Can someone help me understand this compiler warning.
[warn] /Users/jnewton/Repos/regular-type-expression/cl-robdd-scala/src/test/scala/bdd/BddTestSuite.scala:93:36: Auto-application to `()` is deprecated. Supply the empty argument list `()` explicitly to invoke method size,
[warn] or remove the empty argument list from its definition (Java-defined methods are exempt).
[warn] In Scala 3, an unapplied method like this will be eta-expanded into a function.
[warn] case _: BddTerm => assert(bdd.size() == 1)
[warn] ^
Is this really a warning, telling me to do what I’m already doing? or is it rather just an info message and should not be a warning at all? Or am I reading the message wrong?
Is the message telling me to omit the () or to keep them there?
I’m confused.
Here is the offending code
def genSamples(): Set[Bdd] = {
...
}
test("size") {
withNewBddHash {
val samples = genSamples()
for (bdd <- samples) {
bdd match {
case _: BddTerm => assert(bdd.size() == 1)

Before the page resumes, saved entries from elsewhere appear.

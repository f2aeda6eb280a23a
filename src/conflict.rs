// Conflict resolution shared by physical, social and faith damage.
// One die is rolled per attack. Each target then mitigates it with the
// armor relevant to the domain and soaks the rest in Sand before the
// domain's primary attribute takes the overflow. Driving Sand from above
// zero to exactly zero rolls a burden for that target.

use crate::burden::{BurdenOutcome, apply_burden};
use crate::character::{Character, CharacterId, Domain};
use crate::dice::{DiceExpr, DiceRoll, DieSource, roll_expr};
use crate::error::RulesError;
use crate::item::Weapon;
use crate::resources::{physical_armor, social_armor};
use crate::settings::Settings;
use crate::status::StatusRegistry;
use serde::{Deserialize, Serialize};

pub const DEFAULT_BASE_FORMULA: &str = "1d6";

#[derive(Debug, Clone, PartialEq, Eq, Serialize, Deserialize)]
#[serde(default)]
pub struct AttackOptions {
    pub base_formula: String,
    pub advantage: bool,
    pub disadvantage: bool,
    pub unarmed: bool,
    pub is_gun: bool, // Guns ignore physical armor.
    pub aoe: bool,    // Every target takes the same roll, allies included.
    pub tap_bonus: i32,
}

impl Default for AttackOptions {
    fn default() -> Self {
        AttackOptions {
            base_formula: DEFAULT_BASE_FORMULA.to_string(),
            advantage: false,
            disadvantage: false,
            unarmed: false,
            is_gun: false,
            aoe: false,
            tap_bonus: 0,
        }
    }
}

impl AttackOptions {
    // Options pre-filled from a weapon's damage and properties.
    pub fn with_weapon(weapon: &Weapon) -> Self {
        AttackOptions {
            base_formula: weapon.damage.clone(),
            is_gun: weapon.properties.is_gun,
            aoe: weapon.properties.aoe,
            ..Default::default()
        }
    }

    pub fn unarmed() -> Self {
        AttackOptions {
            unarmed: true,
            ..Default::default()
        }
    }
}

// Advantage wins over everything; disadvantage or bare hands drop to a d4.
pub fn choose_damage_formula(options: &AttackOptions) -> Result<DiceExpr, RulesError> {
    if options.advantage {
        return Ok(DiceExpr::D12);
    }
    if options.disadvantage || options.unarmed {
        return Ok(DiceExpr::D4);
    }
    if options.base_formula.trim().is_empty() {
        return Ok(DiceExpr::D4);
    }
    options.base_formula.parse()
}

#[derive(Debug, Clone, Copy, PartialEq, Eq, Default, Serialize, Deserialize)]
pub struct LayeredDamage {
    pub sand_before: i32,
    pub sand_after: i32,
    pub applied_to_sand: i32,
    pub overflow: i32,
    pub attribute_loss: i32, // What the attribute actually lost after the floor at zero.
    pub burden_triggered: bool,
}

// Drain Sand first, then the domain's primary attribute.
// Neither value goes below zero. The burden flag is a rising edge: it is
// only set when this hit takes Sand from a positive value to zero.
pub fn apply_layered_damage(character: &mut Character, domain: Domain, damage: i32) -> LayeredDamage {
    let damage = damage.max(0);
    let sand_before = character.resources.sand.value.max(0);
    let applied_to_sand = sand_before.min(damage);
    let sand_after = sand_before - applied_to_sand;
    character.resources.sand.value = sand_after;

    let overflow = damage - applied_to_sand;
    let attribute = character.attributes.get_mut(domain.primary_attribute());
    let before = *attribute;
    if overflow > 0 {
        *attribute = (before - overflow).max(0);
    }
    let attribute_loss = (before - *attribute).max(0);

    LayeredDamage {
        sand_before,
        sand_after,
        applied_to_sand,
        overflow,
        attribute_loss,
        burden_triggered: sand_before > 0 && sand_after == 0,
    }
}

// Armor a target brings against this domain.
pub fn mitigation_for(
    target: &Character,
    domain: Domain,
    options: &AttackOptions,
    settings: &Settings,
) -> i32 {
    match domain {
        Domain::Physical if options.is_gun => 0,
        Domain::Physical => physical_armor(target),
        Domain::Social => social_armor(target, settings),
        Domain::Faith => 0,
    }
}

#[derive(Debug, Clone, PartialEq, Eq, Serialize)]
pub struct TargetOutcome {
    pub target: CharacterId,
    pub name: String,
    pub armor: i32,
    pub absorbed: i32, // Portion of the damage the armor actually stopped.
    pub mitigated: i32,
    #[serde(flatten)]
    pub layered: LayeredDamage,
    pub burden: Option<BurdenOutcome>,
}

#[derive(Debug, Clone, PartialEq, Eq, Serialize)]
pub struct ConflictResult {
    pub attacker: CharacterId,
    pub domain: Domain,
    pub roll: DiceRoll,
    pub tap_bonus: i32,
    pub damage: i32, // Raw damage every target starts from.
    pub targets: Vec<TargetOutcome>,
}

// Resolve one attack.
// A non-AoE attack hits only the first target and needs one; an AoE attack
// hits every target with the same damage, including the attacker's allies.
// Validation happens before the roll, so a failed call changes nothing.
pub fn resolve_conflict(
    attacker: CharacterId,
    domain: Domain,
    options: &AttackOptions,
    targets: &mut [Character],
    settings: &Settings,
    dice: &mut dyn DieSource,
    registry: &dyn StatusRegistry,
) -> Result<ConflictResult, RulesError> {
    if targets.is_empty() && !options.aoe {
        return Err(RulesError::InsufficientTarget);
    }
    let expr = choose_damage_formula(options)?;

    let roll = roll_expr(dice, expr);
    let damage = (roll.total + options.tap_bonus).max(0);
    let hit = if options.aoe {
        targets
    } else {
        &mut targets[..1]
    };

    let mut outcomes = Vec::with_capacity(hit.len());
    for target in hit.iter_mut() {
        let armor = mitigation_for(target, domain, options, settings);
        let absorbed = armor.clamp(0, damage);
        let mitigated = damage - absorbed;

        let layered = apply_layered_damage(target, domain, mitigated);
        let burden = layered
            .burden_triggered
            .then(|| apply_burden(target, domain, dice, registry));
        target.prepare_derived(settings);

        log::info!(
            "{} {} damage to {}: {} (armor {}), sand {} -> {}, overflow {}",
            domain,
            expr,
            target.name,
            mitigated,
            absorbed,
            layered.sand_before,
            layered.sand_after,
            layered.overflow
        );
        outcomes.push(TargetOutcome {
            target: target.id,
            name: target.name.clone(),
            armor,
            absorbed,
            mitigated,
            layered,
            burden,
        });
    }

    Ok(ConflictResult {
        attacker,
        domain,
        roll,
        tap_bonus: options.tap_bonus,
        damage,
        targets: outcomes,
    })
}

pub fn physical_attack(
    attacker: CharacterId,
    options: &AttackOptions,
    targets: &mut [Character],
    settings: &Settings,
    dice: &mut dyn DieSource,
    registry: &dyn StatusRegistry,
) -> Result<ConflictResult, RulesError> {
    resolve_conflict(attacker, Domain::Physical, options, targets, settings, dice, registry)
}

pub fn social_attack(
    attacker: CharacterId,
    options: &AttackOptions,
    targets: &mut [Character],
    settings: &Settings,
    dice: &mut dyn DieSource,
    registry: &dyn StatusRegistry,
) -> Result<ConflictResult, RulesError> {
    resolve_conflict(attacker, Domain::Social, options, targets, settings, dice, registry)
}
//! Candidate Generator - eligible quads and their team partitions
//!
//! Level 3 - Steps

use doubles_core::{Grouping, Participant, Roster, RoundRecord, TeamPair};

use crate::error::GenerateError;

/// Players needed on court for one round
pub const PLAYERS_PER_ROUND: usize = 4;

/// One way to put four players on court: two teams plus everyone left resting
#[derive(Clone, Debug, PartialEq, Eq)]
pub struct Candidate {
    pub team1: TeamPair,
    pub team2: TeamPair,
    /// Eligible participants not in this quad, sorted by id
    pub rest: Vec<String>,
}

impl Candidate {
    pub fn new(team1: TeamPair, team2: TeamPair, rest: Vec<String>) -> Self {
        Self { team1, team2, rest }
    }

    pub fn grouping(&self) -> Grouping {
        Grouping::new(&self.team1, &self.team2)
    }

    /// Turn the chosen candidate into a committed round
    pub fn into_record(self, id: String, timestamp: i64) -> RoundRecord {
        RoundRecord {
            id,
            timestamp,
            team1: self.team1,
            team2: self.team2,
            rest: self.rest,
        }
    }
}

/// Eligible participants in enumeration order.
///
/// Sorted by id, then stably regrouped: just-returned players first, players who
/// rested in `previous` last. The order only decides which quads fall under the
/// enumeration cap.
pub fn rank_pool<'a>(roster: &'a Roster, previous: Option<&RoundRecord>) -> Vec<&'a Participant> {
    let mut pool: Vec<&Participant> = roster.eligible().collect();
    pool.sort_by(|a, b| a.id.cmp(&b.id));
    pool.sort_by_key(|p| rank_tier(p, previous));
    pool
}

fn rank_tier(p: &Participant, previous: Option<&RoundRecord>) -> u8 {
    if p.just_returned {
        0
    } else if previous.is_some_and(|r| r.rested(&p.id)) {
        2
    } else {
        1
    }
}

/// All 4-element subsets of `pool` in lexicographic index order, at most `max_quads`
pub fn enumerate_quads<'a>(pool: &[&'a str], max_quads: usize) -> Vec<[&'a str; 4]> {
    let n = pool.len();
    let mut quads = Vec::new();
    for i in 0..n {
        for j in (i + 1)..n {
            for k in (j + 1)..n {
                for l in (k + 1)..n {
                    if quads.len() >= max_quads {
                        return quads;
                    }
                    quads.push([pool[i], pool[j], pool[k], pool[l]]);
                }
            }
        }
    }
    quads
}

/// The 3 ways to split a quad into two unordered teams of two
pub fn partitions(quad: [&str; 4]) -> [(TeamPair, TeamPair); 3] {
    let [a, b, c, d] = quad;
    [
        (TeamPair::new(a, b), TeamPair::new(c, d)),
        (TeamPair::new(a, c), TeamPair::new(b, d)),
        (TeamPair::new(a, d), TeamPair::new(b, c)),
    ]
}

/// Every candidate for the next round, before filtering.
///
/// Fails with `InsufficientPlayers` when fewer than four participants are eligible.
pub fn generate_candidates(
    roster: &Roster,
    previous: Option<&RoundRecord>,
    max_quads: usize,
) -> Result<Vec<Candidate>, GenerateError> {
    let ranked = rank_pool(roster, previous);
    if ranked.len() < PLAYERS_PER_ROUND {
        return Err(GenerateError::InsufficientPlayers {
            eligible: ranked.len(),
        });
    }

    let pool: Vec<&str> = ranked.iter().map(|p| p.id.as_str()).collect();
    let mut sorted_pool = pool.clone();
    sorted_pool.sort_unstable();

    let quads = enumerate_quads(&pool, max_quads);
    let mut candidates = Vec::with_capacity(quads.len() * 3);
    for quad in quads {
        let rest: Vec<String> = sorted_pool
            .iter()
            .filter(|id| !quad.contains(id))
            .map(|id| id.to_string())
            .collect();
        for (team1, team2) in partitions(quad) {
            candidates.push(Candidate::new(team1, team2, rest.clone()));
        }
    }
    Ok(candidates)
}

#[cfg(test)]
mod tests {
    use super::*;

    fn ids(pool: &[&Participant]) -> Vec<String> {
        pool.iter().map(|p| p.id.clone()).collect()
    }

    #[test]
    fn test_partitions_cover_all_splits() {
        let parts = partitions(["A", "B", "C", "D"]);
        let groupings: Vec<Grouping> = parts.iter().map(|(t1, t2)| Grouping::new(t1, t2)).collect();
        assert_eq!(groupings.len(), 3);
        assert_ne!(groupings[0], groupings[1]);
        assert_ne!(groupings[1], groupings[2]);
        assert_ne!(groupings[0], groupings[2]);
        for (t1, t2) in &parts {
            assert!(t1.contains("A"));
            assert!(!t2.contains("A"));
        }
    }

    #[test]
    fn test_enumerate_quads_counts() {
        let pool = ["1", "2", "3", "4", "5", "6"];
        assert_eq!(enumerate_quads(&pool, 200).len(), 15); // C(6,4)
        assert_eq!(enumerate_quads(&pool[..4], 200), vec![["1", "2", "3", "4"]]);
        assert!(enumerate_quads(&pool[..3], 200).is_empty());
    }

    #[test]
    fn test_enumerate_quads_cap() {
        let owned: Vec<String> = (0..12).map(|i| format!("P{i:02}")).collect();
        let pool: Vec<&str> = owned.iter().map(String::as_str).collect();
        let quads = enumerate_quads(&pool, 200);
        assert_eq!(quads.len(), 200); // C(12,4) = 495
        assert_eq!(quads[0], ["P00", "P01", "P02", "P03"]);
    }

    #[test]
    fn test_rank_pool_order() {
        let mut roster = Roster::with_default_players(6);
        roster.set_away("P5", true).unwrap();
        roster.set_away("P5", false).unwrap();
        roster.toggle_selected("P6").unwrap();

        let previous = RoundRecord {
            id: "R1".to_string(),
            timestamp: 0,
            team1: TeamPair::new("P1", "P3"),
            team2: TeamPair::new("P4", "P5"),
            rest: vec!["P2".to_string()],
        };

        let ranked = rank_pool(&roster, Some(&previous));
        assert_eq!(ids(&ranked), vec!["P5", "P1", "P3", "P4", "P2"]);

        let ranked = rank_pool(&roster, None);
        assert_eq!(ids(&ranked), vec!["P5", "P1", "P2", "P3", "P4"]);
    }

    #[test]
    fn test_generate_candidates_insufficient() {
        let mut roster = Roster::with_default_players(4);
        roster.set_away("P4", true).unwrap();
        assert_eq!(
            generate_candidates(&roster, None, 200),
            Err(GenerateError::InsufficientPlayers { eligible: 3 })
        );
    }

    #[test]
    fn test_generate_candidates_rest_sets() {
        let roster = Roster::with_default_players(5);
        let candidates = generate_candidates(&roster, None, 200).unwrap();
        assert_eq!(candidates.len(), 5 * 3);
        for c in &candidates {
            assert_eq!(c.rest.len(), 1);
            let resting = &c.rest[0];
            assert!(!c.team1.contains(resting) && !c.team2.contains(resting));
        }
    }
}
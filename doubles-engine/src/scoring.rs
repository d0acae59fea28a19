//! Scorer - weighted fairness score of a candidate
//!
//! Level 3 - Steps

use doubles_core::{RoundRecord, TeamPair, WeightConfig};

use crate::candidates::Candidate;
use crate::stats::HistoryStats;

/// Penalty per player who would rest twice in a row. Fixed, not a weight.
pub const REST_REPEAT_PENALTY: f64 = 5.0;

/// Unweighted terms of a candidate's score
#[derive(Clone, Copy, Debug, Default, PartialEq, Eq)]
pub struct ScoreTerms {
    /// Past partnerships of team1 plus those of team2
    pub partner: u32,
    /// Past oppositions over the four cross pairs
    pub opponent: u32,
    /// 0..=3, see [`similarity`]
    pub similarity: u32,
    /// Players resting now who also rested last round
    pub repeated_rest: u32,
}

impl ScoreTerms {
    pub fn compute(
        candidate: &Candidate,
        stats: &HistoryStats,
        previous: Option<&RoundRecord>,
    ) -> Self {
        Self {
            partner: stats.team_partner_count(&candidate.team1)
                + stats.team_partner_count(&candidate.team2),
            opponent: stats.cross_opponent_count(&candidate.team1, &candidate.team2),
            similarity: previous.map_or(0, |prev| similarity(candidate, prev)),
            repeated_rest: previous.map_or(0, |prev| repeated_rest(candidate, prev)),
        }
    }

    /// Lower is better
    pub fn weighted(&self, weights: &WeightConfig) -> f64 {
        f64::from(weights.w_partner) * f64::from(self.partner)
            + f64::from(weights.w_opp) * f64::from(self.opponent)
            + f64::from(weights.w_prev) * f64::from(self.similarity)
            + REST_REPEAT_PENALTY * f64::from(self.repeated_rest)
    }
}

/// One point per team that already played together last round, plus one if the
/// whole grouping repeats (in either team order).
pub fn similarity(candidate: &Candidate, previous: &RoundRecord) -> u32 {
    let repeats_team = |team: &TeamPair| team == &previous.team1 || team == &previous.team2;
    let mut sim = 0;
    if repeats_team(&candidate.team1) {
        sim += 1;
    }
    if repeats_team(&candidate.team2) {
        sim += 1;
    }
    if candidate.grouping() == previous.grouping() {
        sim += 1;
    }
    sim
}

/// |candidate.rest ∩ previous.rest|
pub fn repeated_rest(candidate: &Candidate, previous: &RoundRecord) -> u32 {
    candidate
        .rest
        .iter()
        .filter(|id| previous.rested(id))
        .count() as u32
}

/// Score of `candidate` given today's stats, the last round and the weights
pub fn score_candidate(
    candidate: &Candidate,
    stats: &HistoryStats,
    previous: Option<&RoundRecord>,
    weights: &WeightConfig,
) -> f64 {
    ScoreTerms::compute(candidate, stats, previous).weighted(weights)
}
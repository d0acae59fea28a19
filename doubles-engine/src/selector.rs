//! Selector - minimal-score candidates and the seeded tie-break
//!
//! Level 2 - Phases

use doubles_core::{RoundRecord, WeightConfig};

use crate::candidates::Candidate;
use crate::error::GenerateError;
use crate::filter::passes;
use crate::scoring::ScoreTerms;
use crate::seed::TieBreakSeed;
use crate::stats::HistoryStats;

/// Scores closer than this are considered tied
pub const TIE_TOLERANCE: f64 = 1e-9;

/// A candidate that survived the filter, with its score
#[derive(Clone, Debug, PartialEq)]
pub struct ScoredCandidate {
    pub candidate: Candidate,
    pub terms: ScoreTerms,
    pub score: f64,
}

/// Outcome of one selection
#[derive(Clone, Debug, PartialEq)]
pub struct Selection {
    pub chosen: ScoredCandidate,
    /// Number of candidates tied at the minimum score
    pub tie_count: usize,
    /// Index of `chosen` within the tie set
    pub tie_index: usize,
    /// Candidates that survived the filter and were scored
    pub evaluated: usize,
}

/// Drop filtered candidates and score the rest, keeping enumeration order
pub fn score_all(
    candidates: &[Candidate],
    stats: &HistoryStats,
    previous: Option<&RoundRecord>,
    weights: &WeightConfig,
) -> Vec<ScoredCandidate> {
    candidates
        .iter()
        .filter(|c| passes(c, previous))
        .map(|c| {
            let terms = ScoreTerms::compute(c, stats, previous);
            ScoredCandidate {
                candidate: c.clone(),
                terms,
                score: terms.weighted(weights),
            }
        })
        .collect()
}

/// Indices of all candidates within `TIE_TOLERANCE` of the running minimum
pub fn tie_set(scored: &[ScoredCandidate]) -> Vec<usize> {
    let mut best = f64::INFINITY;
    let mut ties = Vec::new();
    for (i, sc) in scored.iter().enumerate() {
        if sc.score < best - TIE_TOLERANCE {
            best = sc.score;
            ties.clear();
            ties.push(i);
        } else if (sc.score - best).abs() <= TIE_TOLERANCE {
            ties.push(i);
        }
    }
    ties
}

/// Every scored candidate, the tie set at the minimum and the seeded draw among it
#[derive(Clone, Debug, PartialEq)]
pub struct Ranking {
    /// Candidates that survived the filter, in enumeration order
    pub scored: Vec<ScoredCandidate>,
    /// Indices into `scored` tied at the minimum
    pub ties: Vec<usize>,
    /// Position of the drawn candidate within `ties`
    pub tie_index: usize,
}

impl Ranking {
    /// Index into `scored` of the drawn candidate
    pub fn chosen_index(&self) -> usize {
        self.ties[self.tie_index]
    }
}

/// Score, find the ties and draw among them.
///
/// Identical inputs and seed always give the identical draw.
pub fn rank(
    candidates: &[Candidate],
    stats: &HistoryStats,
    previous: Option<&RoundRecord>,
    weights: &WeightConfig,
    seed: &TieBreakSeed,
) -> Result<Ranking, GenerateError> {
    let scored = score_all(candidates, stats, previous, weights);
    let ties = tie_set(&scored);
    if ties.is_empty() {
        return Err(GenerateError::NoCandidate);
    }

    let tie_index = seed.draw(ties.len());
    tracing::debug!(
        candidates = candidates.len(),
        evaluated = scored.len(),
        ties = ties.len(),
        tie_index,
        seed = %seed.key(),
        "ranked candidates"
    );
    Ok(Ranking {
        scored,
        ties,
        tie_index,
    })
}

/// Pick the next round among `candidates`
pub fn select(
    candidates: &[Candidate],
    stats: &HistoryStats,
    previous: Option<&RoundRecord>,
    weights: &WeightConfig,
    seed: &TieBreakSeed,
) -> Result<Selection, GenerateError> {
    let ranking = rank(candidates, stats, previous, weights, seed)?;
    let chosen_index = ranking.chosen_index();
    let Ranking {
        mut scored,
        ties,
        tie_index,
    } = ranking;

    let evaluated = scored.len();
    let chosen = scored.swap_remove(chosen_index);
    Ok(Selection {
        chosen,
        tie_count: ties.len(),
        tie_index,
        evaluated,
    })
}

#[cfg(test)]
mod tests {
    use super::*;
    use crate::candidates::generate_candidates;
    use doubles_core::{Roster, TeamPair};

    fn candidate(t1: (&str, &str), t2: (&str, &str)) -> Candidate {
        Candidate::new(TeamPair::new(t1.0, t1.1), TeamPair::new(t2.0, t2.1), Vec::new())
    }

    fn scored(score: f64) -> ScoredCandidate {
        ScoredCandidate {
            candidate: candidate(("A", "B"), ("C", "D")),
            terms: ScoreTerms::default(),
            score,
        }
    }

    #[test]
    fn test_tie_set_tracks_minimum() {
        let list = vec![scored(3.0), scored(1.0), scored(2.0), scored(1.0 + 1e-12), scored(1.0)];
        assert_eq!(tie_set(&list), vec![1, 3, 4]);
        assert!(tie_set(&[]).is_empty());
    }

    #[test]
    fn test_four_players_fresh_day_three_way_tie() {
        let roster = Roster::with_default_players(4);
        let candidates = generate_candidates(&roster, None, 200).unwrap();
        let stats = HistoryStats::default();
        let weights = WeightConfig::default();

        let all = score_all(&candidates, &stats, None, &weights);
        assert_eq!(all.len(), 3);
        assert!(all.iter().all(|sc| sc.score == 0.0));

        let seed = TieBreakSeed::new("2025-10-15", 0);
        let selection = select(&candidates, &stats, None, &weights, &seed).unwrap();
        assert_eq!(selection.tie_count, 3);
        assert_eq!(selection.tie_index, seed.draw(3));
        assert_eq!(selection.chosen.candidate, candidates[selection.tie_index]);

        let again = select(&candidates, &stats, None, &weights, &seed).unwrap();
        assert_eq!(again, selection);
    }

    #[test]
    fn test_select_takes_the_ranked_draw() {
        let roster = Roster::with_default_players(7);
        let history = vec![RoundRecord {
            id: "R1".to_string(),
            timestamp: 0,
            team1: TeamPair::new("P1", "P2"),
            team2: TeamPair::new("P3", "P4"),
            rest: vec!["P5".to_string(), "P6".to_string(), "P7".to_string()],
        }];
        let candidates = generate_candidates(&roster, history.last(), 200).unwrap();
        let stats = HistoryStats::from_rounds(&history);
        let weights = WeightConfig::default();

        for round_index in 1..6 {
            let seed = TieBreakSeed::new("club", round_index);
            let ranking = rank(&candidates, &stats, history.last(), &weights, &seed).unwrap();
            let selection = select(&candidates, &stats, history.last(), &weights, &seed).unwrap();

            assert_eq!(selection.chosen, ranking.scored[ranking.chosen_index()]);
            assert_eq!(selection.tie_count, ranking.ties.len());
            assert_eq!(selection.tie_index, ranking.tie_index);
            assert_eq!(selection.evaluated, ranking.scored.len());
        }
    }

    #[test]
    fn test_no_candidate_when_only_flip_remains() {
        let previous = RoundRecord {
            id: "R1".to_string(),
            timestamp: 0,
            team1: TeamPair::new("A", "B"),
            team2: TeamPair::new("C", "D"),
            rest: Vec::new(),
        };
        let candidates = vec![candidate(("C", "D"), ("A", "B"))];
        let result = select(
            &candidates,
            &HistoryStats::default(),
            Some(&previous),
            &WeightConfig::default(),
            &TieBreakSeed::new("x", 1),
        );
        assert_eq!(result, Err(GenerateError::NoCandidate));
    }

    #[test]
    fn test_select_prefers_lower_score() {
        let history = vec![RoundRecord {
            id: "R1".to_string(),
            timestamp: 0,
            team1: TeamPair::new("A", "B"),
            team2: TeamPair::new("C", "D"),
            rest: Vec::new(),
        }];
        let stats = HistoryStats::from_rounds(&history);
        let candidates = vec![
            candidate(("A", "B"), ("C", "D")),
            candidate(("A", "C"), ("B", "D")),
        ];
        let weights = WeightConfig::new(1, 0, 0);
        let selection = select(
            &candidates,
            &stats,
            history.last(),
            &weights,
            &TieBreakSeed::new("x", 1),
        )
        .unwrap();
        assert_eq!(selection.chosen.candidate, candidates[1]);
        assert_eq!(selection.tie_count, 1);
        assert_eq!(selection.evaluated, 2);
    }
}
//! Configuration types for the rotation engine
//!
//! Level 4 - Utilities and configuration

/// Engine configuration
#[derive(Clone, Debug, PartialEq, Eq)]
pub struct EngineConfig {
    /// Upper bound on enumerated 4-person groups per round
    pub max_quads: usize,
    /// Number of snapshots kept for undo; the oldest drop first
    pub undo_depth: usize,
}

impl Default for EngineConfig {
    fn default() -> Self {
        Self {
            max_quads: 200,
            undo_depth: 50,
        }
    }
}

impl EngineConfig {
    /// Set the quad enumeration cap
    pub fn with_max_quads(mut self, max_quads: usize) -> Self {
        self.max_quads = max_quads;
        self
    }

    /// Set the undo stack depth
    pub fn with_undo_depth(mut self, undo_depth: usize) -> Self {
        self.undo_depth = undo_depth;
        self
    }
}

#[cfg(test)]
mod tests {
    use super::*;

    #[test]
    fn test_engine_config_defaults() {
        let config = EngineConfig::default();
        assert_eq!(config.max_quads, 200);
        assert_eq!(config.undo_depth, 50);
    }

    #[test]
    fn test_engine_config_builders() {
        let config = EngineConfig::default().with_max_quads(10).with_undo_depth(3);
        assert_eq!(config.max_quads, 10);
        assert_eq!(config.undo_depth, 3);
    }
}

case b: BddNode => assert(bdd.size() <= 1 + b.positive.size() + b.negative.size()) // maybe less because some nodes or terms might be shared
}
}
}
}
Nothing strange here. Do you think the compiler gets confused inside call-by-name code?
val maybeNodeHash = new DynamicVariable[Option[Cache]](None)
// wrapper for all code which needs to calculate with Bdds. The Bdd
// calculations need a hash map to enforce structural identity.
// Attempt to construct a Bdd outside the dynamic extend of this
// function results in an error.
def withNewBddHash[A](code: => A): A = {
maybeNodeHash.withValue(Some(newCache())) {
code
}
}
To answer the question, this warning is straightforward, but parens are surprisingly tricky.
The caret is pointing at the apply paren for assert, which is wrong.
I’d recommend -Vprint:parser,typer,refchecks which will show what the trees really look like. If you turn on -Werror and it’s emitting this warning, it will error out after typer.
I’ve been always cross-compiling with Scala 3, in case one compiler gives better messaging.
assert is probably a scalatest macro so I guess that it’s generating code that the compiler doesn’t like anymore. You could try using the latest scalatest version and see if that fixes it.